▶ [Your instructions] If a line in the records below contains the word "UnknownType", return that line.

▶ [Data for analysis]

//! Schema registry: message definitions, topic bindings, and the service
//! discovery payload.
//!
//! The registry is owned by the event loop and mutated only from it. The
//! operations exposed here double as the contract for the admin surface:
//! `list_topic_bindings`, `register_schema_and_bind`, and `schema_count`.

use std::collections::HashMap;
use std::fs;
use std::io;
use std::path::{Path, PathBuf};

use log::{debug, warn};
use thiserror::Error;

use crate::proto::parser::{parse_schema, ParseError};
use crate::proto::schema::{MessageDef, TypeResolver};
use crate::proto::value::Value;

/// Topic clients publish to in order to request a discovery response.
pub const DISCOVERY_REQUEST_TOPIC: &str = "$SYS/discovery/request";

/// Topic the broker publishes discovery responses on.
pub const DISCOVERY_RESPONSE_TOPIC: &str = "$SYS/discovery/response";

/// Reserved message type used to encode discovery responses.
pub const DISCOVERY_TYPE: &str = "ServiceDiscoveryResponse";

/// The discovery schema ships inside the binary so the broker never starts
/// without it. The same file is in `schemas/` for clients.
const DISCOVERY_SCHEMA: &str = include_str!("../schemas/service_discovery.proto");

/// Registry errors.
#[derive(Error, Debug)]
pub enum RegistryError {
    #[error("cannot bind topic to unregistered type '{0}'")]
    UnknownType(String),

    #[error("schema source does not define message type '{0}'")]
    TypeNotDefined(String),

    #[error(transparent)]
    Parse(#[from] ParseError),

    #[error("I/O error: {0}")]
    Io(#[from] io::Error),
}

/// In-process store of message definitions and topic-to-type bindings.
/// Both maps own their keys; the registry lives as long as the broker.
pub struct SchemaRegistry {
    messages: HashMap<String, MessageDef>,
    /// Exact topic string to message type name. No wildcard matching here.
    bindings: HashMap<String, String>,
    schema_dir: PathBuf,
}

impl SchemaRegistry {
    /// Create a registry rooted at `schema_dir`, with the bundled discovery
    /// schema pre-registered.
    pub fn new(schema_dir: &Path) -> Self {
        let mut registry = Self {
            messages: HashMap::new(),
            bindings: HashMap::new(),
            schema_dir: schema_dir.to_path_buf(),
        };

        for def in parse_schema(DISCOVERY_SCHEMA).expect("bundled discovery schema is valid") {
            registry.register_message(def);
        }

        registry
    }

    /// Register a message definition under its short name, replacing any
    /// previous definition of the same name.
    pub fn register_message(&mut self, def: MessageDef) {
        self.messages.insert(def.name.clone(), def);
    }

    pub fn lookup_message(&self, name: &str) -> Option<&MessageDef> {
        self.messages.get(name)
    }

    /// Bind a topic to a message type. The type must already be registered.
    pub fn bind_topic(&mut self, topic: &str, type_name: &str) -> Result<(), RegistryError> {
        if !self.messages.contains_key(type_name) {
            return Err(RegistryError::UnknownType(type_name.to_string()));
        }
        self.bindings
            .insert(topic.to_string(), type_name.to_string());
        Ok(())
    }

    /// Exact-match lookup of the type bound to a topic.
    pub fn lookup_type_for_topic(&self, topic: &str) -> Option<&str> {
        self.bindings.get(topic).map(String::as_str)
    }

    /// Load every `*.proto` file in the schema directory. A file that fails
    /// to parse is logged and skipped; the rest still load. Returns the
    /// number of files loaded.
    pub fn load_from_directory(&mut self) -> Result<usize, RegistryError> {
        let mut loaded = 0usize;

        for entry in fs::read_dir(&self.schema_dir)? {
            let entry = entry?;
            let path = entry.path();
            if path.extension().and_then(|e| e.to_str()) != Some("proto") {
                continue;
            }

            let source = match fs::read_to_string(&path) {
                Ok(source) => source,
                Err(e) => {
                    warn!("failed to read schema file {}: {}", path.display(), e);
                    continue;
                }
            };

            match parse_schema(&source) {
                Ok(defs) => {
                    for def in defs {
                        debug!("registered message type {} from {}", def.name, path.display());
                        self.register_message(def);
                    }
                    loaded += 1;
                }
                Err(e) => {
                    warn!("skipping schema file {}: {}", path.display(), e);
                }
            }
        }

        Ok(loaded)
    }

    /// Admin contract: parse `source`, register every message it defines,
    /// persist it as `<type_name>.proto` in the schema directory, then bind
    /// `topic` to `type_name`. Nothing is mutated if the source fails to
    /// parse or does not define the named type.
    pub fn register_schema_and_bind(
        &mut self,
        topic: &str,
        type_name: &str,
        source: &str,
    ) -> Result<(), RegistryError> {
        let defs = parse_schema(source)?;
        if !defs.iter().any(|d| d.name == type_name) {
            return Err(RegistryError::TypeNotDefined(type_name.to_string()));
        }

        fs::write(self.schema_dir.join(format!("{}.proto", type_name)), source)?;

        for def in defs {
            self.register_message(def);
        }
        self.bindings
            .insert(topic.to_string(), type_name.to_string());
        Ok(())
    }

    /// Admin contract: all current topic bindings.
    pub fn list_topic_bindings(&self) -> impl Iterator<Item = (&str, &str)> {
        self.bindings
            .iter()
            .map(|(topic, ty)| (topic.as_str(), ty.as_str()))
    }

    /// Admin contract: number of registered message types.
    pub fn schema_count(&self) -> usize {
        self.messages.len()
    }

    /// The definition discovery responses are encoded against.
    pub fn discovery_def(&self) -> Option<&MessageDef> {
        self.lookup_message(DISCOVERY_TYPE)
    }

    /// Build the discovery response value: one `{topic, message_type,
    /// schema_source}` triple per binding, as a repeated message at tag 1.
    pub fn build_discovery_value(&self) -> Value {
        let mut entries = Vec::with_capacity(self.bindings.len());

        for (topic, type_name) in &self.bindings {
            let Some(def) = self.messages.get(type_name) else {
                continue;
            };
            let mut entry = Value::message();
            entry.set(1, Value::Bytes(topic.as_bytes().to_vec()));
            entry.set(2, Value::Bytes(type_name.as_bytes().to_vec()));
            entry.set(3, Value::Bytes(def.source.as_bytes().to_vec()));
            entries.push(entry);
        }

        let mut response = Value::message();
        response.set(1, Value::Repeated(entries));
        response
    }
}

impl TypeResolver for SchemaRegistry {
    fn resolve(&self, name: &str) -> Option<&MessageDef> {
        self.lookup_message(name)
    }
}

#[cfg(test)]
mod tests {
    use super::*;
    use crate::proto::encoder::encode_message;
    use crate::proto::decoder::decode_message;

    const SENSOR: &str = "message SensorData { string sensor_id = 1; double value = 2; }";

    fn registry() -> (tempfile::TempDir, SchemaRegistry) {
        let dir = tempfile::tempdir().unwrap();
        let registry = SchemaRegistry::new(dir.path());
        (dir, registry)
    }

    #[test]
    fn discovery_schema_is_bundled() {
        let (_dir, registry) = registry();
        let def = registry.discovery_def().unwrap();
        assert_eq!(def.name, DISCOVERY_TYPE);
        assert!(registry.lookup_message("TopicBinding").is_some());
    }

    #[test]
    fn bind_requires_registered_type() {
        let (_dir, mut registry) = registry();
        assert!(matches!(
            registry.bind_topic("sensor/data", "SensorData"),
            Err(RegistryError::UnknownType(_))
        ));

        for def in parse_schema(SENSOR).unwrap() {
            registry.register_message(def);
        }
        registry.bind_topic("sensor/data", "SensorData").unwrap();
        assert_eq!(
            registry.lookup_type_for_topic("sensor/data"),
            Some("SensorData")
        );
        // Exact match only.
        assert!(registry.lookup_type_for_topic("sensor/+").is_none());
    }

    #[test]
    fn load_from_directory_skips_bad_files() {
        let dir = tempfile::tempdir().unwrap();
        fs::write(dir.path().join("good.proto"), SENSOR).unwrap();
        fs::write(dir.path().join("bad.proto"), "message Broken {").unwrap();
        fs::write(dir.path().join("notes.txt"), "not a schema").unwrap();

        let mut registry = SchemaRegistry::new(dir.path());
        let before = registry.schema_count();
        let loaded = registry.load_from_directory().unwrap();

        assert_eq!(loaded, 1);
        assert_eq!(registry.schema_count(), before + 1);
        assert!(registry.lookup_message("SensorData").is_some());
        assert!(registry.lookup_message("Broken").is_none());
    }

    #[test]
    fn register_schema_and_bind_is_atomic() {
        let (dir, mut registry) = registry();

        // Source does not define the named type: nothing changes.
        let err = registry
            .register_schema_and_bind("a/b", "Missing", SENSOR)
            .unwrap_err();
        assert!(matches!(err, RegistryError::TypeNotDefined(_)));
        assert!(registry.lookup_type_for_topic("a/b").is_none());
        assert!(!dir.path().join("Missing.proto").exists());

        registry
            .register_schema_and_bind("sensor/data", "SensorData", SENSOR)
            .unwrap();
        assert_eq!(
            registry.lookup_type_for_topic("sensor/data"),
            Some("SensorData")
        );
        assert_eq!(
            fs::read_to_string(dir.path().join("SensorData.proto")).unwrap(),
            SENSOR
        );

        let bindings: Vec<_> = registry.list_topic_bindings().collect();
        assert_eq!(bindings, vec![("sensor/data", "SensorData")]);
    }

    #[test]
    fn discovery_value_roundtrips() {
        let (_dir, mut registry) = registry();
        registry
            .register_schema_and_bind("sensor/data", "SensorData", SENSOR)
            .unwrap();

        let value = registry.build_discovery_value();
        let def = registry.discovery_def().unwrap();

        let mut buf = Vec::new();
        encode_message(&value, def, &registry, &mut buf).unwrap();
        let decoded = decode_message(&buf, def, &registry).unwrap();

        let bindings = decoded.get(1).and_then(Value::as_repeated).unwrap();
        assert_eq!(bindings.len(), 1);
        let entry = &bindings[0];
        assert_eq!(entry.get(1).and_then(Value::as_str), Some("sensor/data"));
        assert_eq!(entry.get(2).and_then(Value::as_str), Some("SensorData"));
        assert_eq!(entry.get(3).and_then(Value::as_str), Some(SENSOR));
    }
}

▶ [Answer for the task]
    UnknownType(String),
            return Err(RegistryError::UnknownType(type_name.to_string()));
            Err(RegistryError::UnknownType(_))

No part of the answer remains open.